Saved data entries
────

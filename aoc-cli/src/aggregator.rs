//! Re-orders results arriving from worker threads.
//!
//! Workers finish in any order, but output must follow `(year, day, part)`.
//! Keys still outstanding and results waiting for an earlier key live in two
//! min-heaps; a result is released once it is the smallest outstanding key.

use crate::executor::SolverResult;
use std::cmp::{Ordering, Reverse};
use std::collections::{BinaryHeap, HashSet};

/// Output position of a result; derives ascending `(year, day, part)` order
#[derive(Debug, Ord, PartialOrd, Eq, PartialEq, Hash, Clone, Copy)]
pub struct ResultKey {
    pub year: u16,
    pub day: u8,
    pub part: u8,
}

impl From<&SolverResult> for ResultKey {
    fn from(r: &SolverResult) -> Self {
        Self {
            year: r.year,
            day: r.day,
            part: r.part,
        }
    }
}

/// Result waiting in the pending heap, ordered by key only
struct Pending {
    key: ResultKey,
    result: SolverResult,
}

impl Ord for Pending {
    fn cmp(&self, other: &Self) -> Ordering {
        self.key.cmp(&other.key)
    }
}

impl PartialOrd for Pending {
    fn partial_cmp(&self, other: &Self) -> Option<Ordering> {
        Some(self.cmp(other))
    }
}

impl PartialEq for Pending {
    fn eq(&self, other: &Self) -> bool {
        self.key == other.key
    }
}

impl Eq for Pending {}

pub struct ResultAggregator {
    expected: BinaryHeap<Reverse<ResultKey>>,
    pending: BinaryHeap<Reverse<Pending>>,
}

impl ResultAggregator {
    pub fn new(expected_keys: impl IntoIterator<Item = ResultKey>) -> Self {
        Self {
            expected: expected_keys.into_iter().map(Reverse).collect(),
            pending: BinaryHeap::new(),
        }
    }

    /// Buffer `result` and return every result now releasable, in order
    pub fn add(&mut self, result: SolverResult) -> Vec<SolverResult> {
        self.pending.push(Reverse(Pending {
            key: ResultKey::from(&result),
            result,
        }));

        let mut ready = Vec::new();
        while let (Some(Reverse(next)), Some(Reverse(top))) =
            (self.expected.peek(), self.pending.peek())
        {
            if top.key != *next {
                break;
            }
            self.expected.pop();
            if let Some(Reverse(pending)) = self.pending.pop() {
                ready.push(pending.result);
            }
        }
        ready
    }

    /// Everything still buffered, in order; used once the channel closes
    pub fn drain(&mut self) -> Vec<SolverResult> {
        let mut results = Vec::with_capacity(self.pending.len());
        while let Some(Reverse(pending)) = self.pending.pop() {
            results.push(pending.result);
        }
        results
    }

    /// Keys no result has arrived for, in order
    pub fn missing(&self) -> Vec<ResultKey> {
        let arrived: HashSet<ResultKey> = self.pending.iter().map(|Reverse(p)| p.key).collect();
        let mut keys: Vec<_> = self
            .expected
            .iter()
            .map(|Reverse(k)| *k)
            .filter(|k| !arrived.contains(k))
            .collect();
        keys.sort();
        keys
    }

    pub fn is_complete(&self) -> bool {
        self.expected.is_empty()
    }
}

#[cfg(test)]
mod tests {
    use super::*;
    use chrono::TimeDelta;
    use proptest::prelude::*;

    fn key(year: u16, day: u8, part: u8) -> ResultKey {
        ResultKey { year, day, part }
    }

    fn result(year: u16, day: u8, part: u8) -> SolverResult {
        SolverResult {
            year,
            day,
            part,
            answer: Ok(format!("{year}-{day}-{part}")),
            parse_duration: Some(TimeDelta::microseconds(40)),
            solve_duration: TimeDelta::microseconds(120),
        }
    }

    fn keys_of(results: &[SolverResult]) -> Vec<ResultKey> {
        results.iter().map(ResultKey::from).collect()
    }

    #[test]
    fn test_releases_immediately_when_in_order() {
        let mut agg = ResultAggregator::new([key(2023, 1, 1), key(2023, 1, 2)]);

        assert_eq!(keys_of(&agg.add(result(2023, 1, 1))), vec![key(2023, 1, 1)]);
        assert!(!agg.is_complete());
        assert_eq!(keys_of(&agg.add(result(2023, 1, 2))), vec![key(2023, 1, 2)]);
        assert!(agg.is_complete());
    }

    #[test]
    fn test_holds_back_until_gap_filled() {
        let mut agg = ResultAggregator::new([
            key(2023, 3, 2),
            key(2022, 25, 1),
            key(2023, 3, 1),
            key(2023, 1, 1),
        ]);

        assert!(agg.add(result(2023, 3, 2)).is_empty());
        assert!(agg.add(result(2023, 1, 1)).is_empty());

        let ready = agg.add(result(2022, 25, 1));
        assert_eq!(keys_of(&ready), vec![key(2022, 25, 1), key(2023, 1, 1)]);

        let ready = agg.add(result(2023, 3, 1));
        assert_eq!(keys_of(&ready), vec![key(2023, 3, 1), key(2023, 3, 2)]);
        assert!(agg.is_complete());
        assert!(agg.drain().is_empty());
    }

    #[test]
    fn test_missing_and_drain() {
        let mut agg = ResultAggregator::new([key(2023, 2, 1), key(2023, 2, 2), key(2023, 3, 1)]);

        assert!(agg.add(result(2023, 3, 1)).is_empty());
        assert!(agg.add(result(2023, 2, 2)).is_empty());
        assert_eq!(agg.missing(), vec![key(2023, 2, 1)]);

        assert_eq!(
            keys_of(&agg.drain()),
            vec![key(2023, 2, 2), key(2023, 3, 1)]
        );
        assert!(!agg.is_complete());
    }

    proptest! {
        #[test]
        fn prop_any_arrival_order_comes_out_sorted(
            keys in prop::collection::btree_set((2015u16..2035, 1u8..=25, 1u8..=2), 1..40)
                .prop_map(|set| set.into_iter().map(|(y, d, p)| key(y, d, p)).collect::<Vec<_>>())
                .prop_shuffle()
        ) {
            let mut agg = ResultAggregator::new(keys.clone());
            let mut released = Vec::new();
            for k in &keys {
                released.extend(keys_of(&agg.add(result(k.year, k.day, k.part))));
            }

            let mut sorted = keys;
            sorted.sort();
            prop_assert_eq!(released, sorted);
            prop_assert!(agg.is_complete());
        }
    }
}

────

Work instruction –
For every line in the records above that holds "next", add one, and report the sum alone.

Task result –
2